= Health in Grenada =

Health analysis and report

Grenada had one of the best health care systems in the Caribbean in 2000 according to a report by the World Health Organization. In 2014, life expectancy at birth was 74.1 years. In 1983 the infant mortality rate of 21.2 per 1,000 live births, rather better than other Eastern Caribbean islands.

==Healthcare==
The Ministry of Health is responsible for the provision of health services in Grenada, Carriacou and Petit Martinique. Nickolas Steele is the minister of health. There is a lot of emphasis on primary health care and preventative measures. Grenada does not have a national health insurance scheme at present but there is a compulsory National Insurance Scheme, which covers work-related injuries.

Public spending on health was 3% of GDP in 2011, equivalent to US$479 per capita. In 2009, there were 98 doctors, and 398 nurses and midwives per 100,000 people. Primary health care services are generally free other than the cost of medicines, lab-work, or other diagnostics.

The SpiceIsle Imaging Center is a private business, established in 2004, which provides scanning, mammography and ultrasound services.

The New National Party (Grenada) proposed to introduce a National Health Insurance scheme in 2017. It would give citizens a card which would entitle them to use the services of SpiceIsle Imaging Center.
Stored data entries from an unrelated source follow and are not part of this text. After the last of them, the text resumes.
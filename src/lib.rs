// logtail - lib.rs
//
// Library entry point. The binary in `main.rs` is a thin consumer of this
// surface; integration tests use it directly.

pub mod app;
pub mod core;
pub mod platform;
pub mod util;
Keith Mitchell promised in 2018 before the general election that implementation of the scheme would be a high priority. Technical support had been arranged by the University of the West Indies.

Most pharmaceuticals are sourced through the Eastern Caribbean Drug Service.

==Facilities==
There are thirty medical stations, six health centers, and eight hospitals (four public and four private). Every household has a healthcare provider within three miles. The General Hospital in St. George’s is the premier facility. The closest and only mental health facility is at Mt. Gay Hospital in St. George's, Grenada. Tertiary care is often only available off the island at private expense.